Insane Like Me? – review


Director: Chip Joslin

Release date: 2024

Contains spoilers

This indie vampire film has some heart, I’ll give it that. It also has some logical faux pas in its narrative that undermines it but, when it concentrates on the basic premise of the vampires, without thinking too deeply about the narrative it is not unwelcome. The biggest faux pas in the narrative is one I won’t spoil but I will point others out.

Samantha and Jake

The film starts outside a building with a car parked there. In it is Will (Paul Kolker), the son of the local Sheriff (Eric Roberts), and his girlfriend Erica (Marie Wetherell). They are waiting for Will’s sister Samantha (Grace Patterson) and her boyfriend Jake (Britt Bankhead), who has just been discharged from the military – they are late. They pull up and Will apparently wants to visit the “Murder Mansion” because it is Halloween and “they say” 200 people have been murdered there. However, when they go through the door it is a surprise party for Jake.

the host meets fans

Samantha has a secret, she’s pregnant from Jake’s last visit on leave and she intends to tell him. She gets upset with Will when she hears he mentioned the party to their dad – he dislikes Jake and has busted people who party in the abandoned hotel.
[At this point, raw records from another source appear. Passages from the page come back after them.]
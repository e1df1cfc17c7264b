use anyhow::{Context, Result};
use sqlx::postgres::PgPoolOptions;
use sqlx::PgPool;
use tracing::info;

/// Creates and returns a PostgreSQL connection pool for the checkpoint store.
pub async fn create_pool(database_url: &str) -> Result<PgPool> {
    info!("Connecting to PostgreSQL...");

    let pool = PgPoolOptions::new()
        .max_connections(10)
        .connect(database_url)
        .await
        .context("Failed to connect to PostgreSQL")?;

    info!("PostgreSQL connection pool established");
    Ok(pool)
}
use std::path::PathBuf;
use std::str::FromStr;
use std::time::Duration;

use anyhow::{bail, Context, Result};

/// Where thread checkpoints live.
#[derive(Debug, Clone, PartialEq, Eq)]
pub enum CheckpointBackend {
    Memory,
    Redis { url: String, ttl_secs: Option<u64> },
    Postgres { database_url: String },
}

/// Application configuration loaded from environment variables.
/// Startup fails if required variables are missing or malformed.
#[derive(Debug, Clone)]
pub struct Config {
    pub anthropic_api_key: String,
    pub port: u16,
    pub rust_log: String,
    pub checkpoint_backend: CheckpointBackend,
    pub node_timeout: Duration,
    pub max_steps_per_run: usize,
    pub parse_retries: u32,
    pub upload_dir: PathBuf,
}

impl Config {
    pub fn from_env() -> Result<Self> {
        dotenvy::dotenv().ok(); // load .env if present; ignore if missing
        Self::from_lookup(|key| std::env::var(key).ok())
    }

    fn from_lookup(get: impl Fn(&str) -> Option<String>) -> Result<Self> {
        let require = |key: &str| {
            get(key).with_context(|| format!("Required environment variable '{key}' is not set"))
        };

        let checkpoint_backend = match get("CHECKPOINT_BACKEND")
            .unwrap_or_else(|| "memory".to_string())
            .to_ascii_lowercase()
            .as_str()
        {
            "memory" => CheckpointBackend::Memory,
            "redis" => CheckpointBackend::Redis {
                url: require("REDIS_URL")?,
                ttl_secs: parse_opt(&get, "CHECKPOINT_TTL_SECS")?,
            },
            "postgres" => CheckpointBackend::Postgres {
                database_url: require("DATABASE_URL")?,
            },
            other => bail!("CHECKPOINT_BACKEND must be memory, redis or postgres, got '{other}'"),
        };

        Ok(Config {
            anthropic_api_key: require("ANTHROPIC_API_KEY")?,
            port: parse_or(&get, "PORT", 8080)?,
            rust_log: get("RUST_LOG").unwrap_or_else(|| "info".to_string()),
            checkpoint_backend,
            node_timeout: Duration::from_secs(parse_or(&get, "NODE_TIMEOUT_SECS", 180)?),
            max_steps_per_run: parse_or(&get, "MAX_STEPS_PER_RUN", 64)?,
            parse_retries: parse_or(&get, "PARSE_RETRIES", 2)?,
            upload_dir: get("UPLOAD_DIR")
                .map(PathBuf::from)
                .unwrap_or_else(|| PathBuf::from("./data")),
        })
    }
}

fn parse_opt<T>(get: &impl Fn(&str) -> Option<String>, key: &str) -> Result<Option<T>>
where
    T: FromStr,
    T::Err: std::error::Error + Send + Sync + 'static,
{
    get(key)
        .map(|raw| {
            raw.trim()
                .parse::<T>()
                .with_context(|| format!("{key} has an invalid value: '{raw}'"))
        })
        .transpose()
}

fn parse_or<T>(get: &impl Fn(&str) -> Option<String>, key: &str, default: T) -> Result<T>
where
    T: FromStr,
    T::Err: std::error::Error + Send + Sync + 'static,
{
    Ok(parse_opt(get, key)?.unwrap_or(default))
}

#[cfg(test)]
mod tests {
    use super::*;
    use std::collections::HashMap;

    fn load(vars: &[(&str, &str)]) -> Result<Config> {
        let vars: HashMap<String, String> = vars
            .iter()
            .map(|(k, v)| (k.to_string(), v.to_string()))
            .collect();
        Config::from_lookup(|key| vars.get(key).cloned())
    }

    #[test]
    fn test_defaults() {
        let config = load(&[("ANTHROPIC_API_KEY", "sk-test")]).unwrap();
        assert_eq!(config.port, 8080);
        assert_eq!(config.rust_log, "info");
        assert_eq!(config.checkpoint_backend, CheckpointBackend::Memory);
        assert_eq!(config.node_timeout, Duration::from_secs(180));
        assert_eq!(config.max_steps_per_run, 64);
        assert_eq!(config.parse_retries, 2);
        assert_eq!(config.upload_dir, PathBuf::from("./data"));
    }

    #[test]
    fn test_missing_api_key_fails() {
        let err = load(&[]).unwrap_err();
        assert!(err.to_string().contains("ANTHROPIC_API_KEY"));
    }

    #[test]
    fn test_redis_backend_requires_url() {
        assert!(load(&[("ANTHROPIC_API_KEY", "k"), ("CHECKPOINT_BACKEND", "redis")]).is_err());

        let config = load(&[
            ("ANTHROPIC_API_KEY", "k"),
            ("CHECKPOINT_BACKEND", "Redis"),
            ("REDIS_URL", "redis://localhost"),
            ("CHECKPOINT_TTL_SECS", "3600"),
        ])
        .unwrap();
        assert_eq!(
            config.checkpoint_backend,
            CheckpointBackend::Redis {
                url: "redis://localhost".to_string(),
                ttl_secs: Some(3600)
            }
        );
    }

    #[test]
    fn test_postgres_backend() {
        let config = load(&[
            ("ANTHROPIC_API_KEY", "k"),
            ("CHECKPOINT_BACKEND", "postgres"),
            ("DATABASE_URL", "postgres://localhost/resume"),
        ])
        .unwrap();
        assert!(matches!(config.checkpoint_backend, CheckpointBackend::Postgres { .. }));
    }

    #[test]
    fn test_malformed_values_fail() {
        assert!(load(&[("ANTHROPIC_API_KEY", "k"), ("PORT", "eighty")]).is_err());
        assert!(load(&[("ANTHROPIC_API_KEY", "k"), ("CHECKPOINT_BACKEND", "sqlite")]).is_err());
        assert!(load(&[("ANTHROPIC_API_KEY", "k"), ("PARSE_RETRIES", "-1")]).is_err());
    }
}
Also there, is a host from a haunted buildings show and his cameraman – clearly not expecting to find a party. However they get lured to a room by some friendly fans – meanwhile Jake and Samantha find somewhere private.

vampire women

Having been told the disappearances from the building are continuing to the day, with authorities turning a blind eye, the host and cameraman are attacked by the two, now fanged, women and this starts a wholesale slaughter by vampires. Samantha gets interrupted telling Jake her news by Will, pranking, and then the chaos reaches them. In the attack we discover that Mace does not affect vampires and that a crowbar can be an effective stake. The scenes are pretty good but some of the stake lines are off (more shoulder than heart, for instance) and the use of CGI blood splatter jars. Eventually Samantha is dragged off and Jake is injured.

the asylum

Handcuffed in the Sheriff’s office we get a telling comment to Jake that it was supposed to be him and then the Sheriff roughs him up whilst asking where she is repeatedly. Jake does not know but does mention vampires. Eventually he signs Jake to an asylum. We get the idea that he was named as a suspect and fugitive, with the Sheriff not revealing that he was in the asylum. He spends nine years there in squalid conditions, being roughed up and drugged but is eventually released. All the while he hallucinates about Samantha, who berates him for not coming to rescue her.

Crystal and friends

He heads back to the town – though he spends time learning about vampires, partly through kidnapping one (Erica Muse) – so we eventually learn that garlic and silver slow them, though a silver bullet to heart or brain will kill. They can be staked generally, immolated and we see him pour a liquid that burns one and I assume that was holy water. He also meets Crystal (Samantha Reddy), Samantha’s little sister, who at first believes he is her sister’s murderer but subsequent encounters with vampires soon changes that perception.

vamp out

So, I mentioned narrative issues and the first is in the number of murders hushed up. Whilst they were through the centuries, there are so many, in what seems like a small town, that a blind eye would likely not be turned. This is even more so when the Sheriff’s daughter is missing, declared murdered. He clearly knows it wasn’t Jake and is framing him – beyond his telling opening line to Jake, if he could evidence at all he would have had him face judge and jury rather than sequestering him in an asylum. There is also all the other murders at that party, too many missing to allow for the slaughter to be ignored, surely? The biggest logical flaw I’ll not spoil as I said.

Britt Bankhead as Jake

The basic story is cliched – lover avenging the apparent murder of his love. The inclusion of Crystal and her friends allows for some teen stereotypes and adds a layer of peril. Samantha Reddy makes for a personable damsel in distress (who knows how to use a shotgun) and Britt Bankhead is fine as the stoic hero. Mostly the effects work – some of the blood is a combination of practical and CGI and, as with the earlier scene, the CGI is poor and often unnatural looking in its splatter. Yet, I wasn’t bored and it held my attention. 5 out of 10.

The imdb page is here.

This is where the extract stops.